**Problem description:** Your task is to copy the lines of the data below from the line holding "let mut field: Option<String> = None;" through the line holding "state is a no-op", inclusive, exactly and with nothing added.

(Stored data entries)
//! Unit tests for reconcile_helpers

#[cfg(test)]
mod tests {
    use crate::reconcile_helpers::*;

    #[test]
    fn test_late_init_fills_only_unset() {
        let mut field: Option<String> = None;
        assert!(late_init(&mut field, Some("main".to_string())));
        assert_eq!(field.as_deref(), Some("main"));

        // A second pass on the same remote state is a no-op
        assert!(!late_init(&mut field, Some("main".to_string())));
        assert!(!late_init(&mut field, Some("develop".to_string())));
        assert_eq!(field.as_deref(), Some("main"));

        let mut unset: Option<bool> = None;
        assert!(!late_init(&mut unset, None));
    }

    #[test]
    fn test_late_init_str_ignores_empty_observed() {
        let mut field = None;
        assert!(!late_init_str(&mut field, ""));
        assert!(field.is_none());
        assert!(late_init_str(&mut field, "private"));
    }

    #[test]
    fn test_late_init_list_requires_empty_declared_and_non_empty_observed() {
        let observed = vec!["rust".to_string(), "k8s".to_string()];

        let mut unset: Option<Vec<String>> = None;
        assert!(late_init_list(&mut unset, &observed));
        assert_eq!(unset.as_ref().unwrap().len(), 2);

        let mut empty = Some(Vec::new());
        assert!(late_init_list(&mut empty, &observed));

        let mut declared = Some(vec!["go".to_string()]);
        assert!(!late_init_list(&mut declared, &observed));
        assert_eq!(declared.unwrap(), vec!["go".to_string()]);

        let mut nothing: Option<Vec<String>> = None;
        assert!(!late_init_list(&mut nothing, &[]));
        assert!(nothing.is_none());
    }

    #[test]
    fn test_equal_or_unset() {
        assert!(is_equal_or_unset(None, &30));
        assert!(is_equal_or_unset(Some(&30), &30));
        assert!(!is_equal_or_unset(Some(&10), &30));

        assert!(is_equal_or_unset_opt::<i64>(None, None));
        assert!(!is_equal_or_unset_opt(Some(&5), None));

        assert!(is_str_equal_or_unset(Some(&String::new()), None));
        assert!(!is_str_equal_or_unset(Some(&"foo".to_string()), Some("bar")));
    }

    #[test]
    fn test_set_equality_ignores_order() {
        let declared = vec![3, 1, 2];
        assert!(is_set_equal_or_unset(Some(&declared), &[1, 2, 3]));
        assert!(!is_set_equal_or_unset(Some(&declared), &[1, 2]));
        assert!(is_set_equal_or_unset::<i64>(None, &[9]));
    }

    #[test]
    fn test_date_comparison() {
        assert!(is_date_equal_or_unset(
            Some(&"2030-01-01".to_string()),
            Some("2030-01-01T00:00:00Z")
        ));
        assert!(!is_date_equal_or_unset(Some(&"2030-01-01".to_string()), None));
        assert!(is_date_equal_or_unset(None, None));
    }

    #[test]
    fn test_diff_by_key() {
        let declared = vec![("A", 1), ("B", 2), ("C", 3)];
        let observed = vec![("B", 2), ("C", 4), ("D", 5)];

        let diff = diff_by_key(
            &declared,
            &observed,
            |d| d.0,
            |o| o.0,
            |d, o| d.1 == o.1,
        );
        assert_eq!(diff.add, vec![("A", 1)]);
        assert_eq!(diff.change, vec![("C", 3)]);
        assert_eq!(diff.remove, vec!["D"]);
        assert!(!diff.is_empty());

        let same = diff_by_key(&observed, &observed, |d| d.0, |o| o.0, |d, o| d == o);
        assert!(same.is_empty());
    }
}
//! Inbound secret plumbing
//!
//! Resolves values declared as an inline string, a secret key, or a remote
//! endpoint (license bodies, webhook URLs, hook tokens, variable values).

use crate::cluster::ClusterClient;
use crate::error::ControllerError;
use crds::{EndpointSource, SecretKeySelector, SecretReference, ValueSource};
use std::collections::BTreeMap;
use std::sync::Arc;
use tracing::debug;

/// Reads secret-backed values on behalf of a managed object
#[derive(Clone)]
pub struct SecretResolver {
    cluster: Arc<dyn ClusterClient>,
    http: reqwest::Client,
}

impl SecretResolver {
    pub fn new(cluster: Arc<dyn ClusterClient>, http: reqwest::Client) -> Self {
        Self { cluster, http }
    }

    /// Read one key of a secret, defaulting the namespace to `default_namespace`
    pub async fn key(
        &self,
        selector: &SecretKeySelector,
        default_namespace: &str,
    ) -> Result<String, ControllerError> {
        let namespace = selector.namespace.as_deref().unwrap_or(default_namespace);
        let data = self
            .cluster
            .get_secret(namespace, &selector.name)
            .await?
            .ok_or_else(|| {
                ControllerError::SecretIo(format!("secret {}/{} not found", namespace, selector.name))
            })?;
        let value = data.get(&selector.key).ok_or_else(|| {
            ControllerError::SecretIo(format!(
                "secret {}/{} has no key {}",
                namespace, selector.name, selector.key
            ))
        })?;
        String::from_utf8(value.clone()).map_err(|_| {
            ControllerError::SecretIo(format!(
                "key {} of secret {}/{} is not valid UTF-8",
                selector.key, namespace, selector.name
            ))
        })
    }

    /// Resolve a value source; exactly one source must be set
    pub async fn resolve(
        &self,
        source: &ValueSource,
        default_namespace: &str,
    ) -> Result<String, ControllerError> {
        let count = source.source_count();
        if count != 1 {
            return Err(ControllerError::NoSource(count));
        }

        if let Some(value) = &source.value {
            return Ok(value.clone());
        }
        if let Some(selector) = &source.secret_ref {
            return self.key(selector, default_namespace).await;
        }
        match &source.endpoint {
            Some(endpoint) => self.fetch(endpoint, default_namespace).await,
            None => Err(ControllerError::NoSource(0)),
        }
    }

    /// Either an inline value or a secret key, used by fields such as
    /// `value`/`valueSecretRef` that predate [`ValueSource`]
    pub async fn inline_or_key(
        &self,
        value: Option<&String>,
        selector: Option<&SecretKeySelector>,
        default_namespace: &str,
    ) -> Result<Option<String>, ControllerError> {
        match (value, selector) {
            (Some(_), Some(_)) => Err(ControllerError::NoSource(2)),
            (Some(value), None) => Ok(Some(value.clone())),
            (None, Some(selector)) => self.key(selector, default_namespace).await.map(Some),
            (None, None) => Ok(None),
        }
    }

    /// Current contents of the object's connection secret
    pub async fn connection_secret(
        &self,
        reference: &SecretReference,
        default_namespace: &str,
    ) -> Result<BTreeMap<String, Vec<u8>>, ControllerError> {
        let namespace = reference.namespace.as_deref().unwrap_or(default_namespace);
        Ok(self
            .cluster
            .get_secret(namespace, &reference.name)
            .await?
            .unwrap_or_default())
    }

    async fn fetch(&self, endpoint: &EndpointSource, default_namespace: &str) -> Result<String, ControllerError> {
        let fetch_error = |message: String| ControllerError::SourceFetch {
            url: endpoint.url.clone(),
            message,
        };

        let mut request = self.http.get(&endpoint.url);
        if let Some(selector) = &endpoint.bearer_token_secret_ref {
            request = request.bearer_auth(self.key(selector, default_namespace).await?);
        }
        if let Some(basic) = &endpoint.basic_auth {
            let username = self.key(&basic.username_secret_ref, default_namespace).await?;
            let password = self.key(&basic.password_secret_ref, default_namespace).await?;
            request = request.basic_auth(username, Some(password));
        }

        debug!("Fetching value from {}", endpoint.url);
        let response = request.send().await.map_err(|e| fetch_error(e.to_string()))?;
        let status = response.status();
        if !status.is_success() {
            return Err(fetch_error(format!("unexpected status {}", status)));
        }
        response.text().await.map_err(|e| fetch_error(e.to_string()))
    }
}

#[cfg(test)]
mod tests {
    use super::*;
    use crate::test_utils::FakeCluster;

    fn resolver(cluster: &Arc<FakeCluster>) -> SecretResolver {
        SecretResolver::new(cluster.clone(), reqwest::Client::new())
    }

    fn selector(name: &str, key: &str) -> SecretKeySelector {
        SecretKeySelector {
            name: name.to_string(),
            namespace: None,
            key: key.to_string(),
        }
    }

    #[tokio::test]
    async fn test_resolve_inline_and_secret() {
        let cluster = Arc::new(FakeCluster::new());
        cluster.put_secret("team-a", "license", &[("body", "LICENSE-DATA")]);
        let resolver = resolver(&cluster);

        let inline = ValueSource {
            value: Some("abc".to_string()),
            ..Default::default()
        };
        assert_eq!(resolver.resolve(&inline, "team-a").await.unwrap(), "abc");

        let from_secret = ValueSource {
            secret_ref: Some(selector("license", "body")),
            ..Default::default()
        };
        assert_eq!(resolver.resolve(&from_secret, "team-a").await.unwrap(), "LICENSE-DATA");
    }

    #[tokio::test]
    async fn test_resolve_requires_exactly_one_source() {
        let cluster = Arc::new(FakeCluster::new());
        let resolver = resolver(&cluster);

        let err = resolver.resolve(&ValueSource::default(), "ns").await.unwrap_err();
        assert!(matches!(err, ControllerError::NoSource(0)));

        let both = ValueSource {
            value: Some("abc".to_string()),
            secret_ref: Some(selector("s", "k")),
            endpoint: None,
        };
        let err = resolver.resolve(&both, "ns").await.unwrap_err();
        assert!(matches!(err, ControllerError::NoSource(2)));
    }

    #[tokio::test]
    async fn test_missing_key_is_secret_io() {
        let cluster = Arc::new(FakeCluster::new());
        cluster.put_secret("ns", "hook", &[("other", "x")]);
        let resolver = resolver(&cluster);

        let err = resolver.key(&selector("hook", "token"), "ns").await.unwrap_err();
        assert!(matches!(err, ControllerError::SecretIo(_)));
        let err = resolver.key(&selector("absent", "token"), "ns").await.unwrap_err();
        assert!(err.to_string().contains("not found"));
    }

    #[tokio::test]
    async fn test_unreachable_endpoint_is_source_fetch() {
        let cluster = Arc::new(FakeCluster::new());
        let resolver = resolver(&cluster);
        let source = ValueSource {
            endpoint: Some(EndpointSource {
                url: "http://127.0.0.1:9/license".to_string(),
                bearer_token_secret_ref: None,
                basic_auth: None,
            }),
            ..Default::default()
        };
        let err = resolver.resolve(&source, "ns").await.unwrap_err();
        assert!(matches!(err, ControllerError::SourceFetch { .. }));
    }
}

**Task output:**
        let mut field: Option<String> = None;
        assert!(late_init(&mut field, Some("main".to_string())));
        assert_eq!(field.as_deref(), Some("main"));

        // A second pass on the same remote state is a no-op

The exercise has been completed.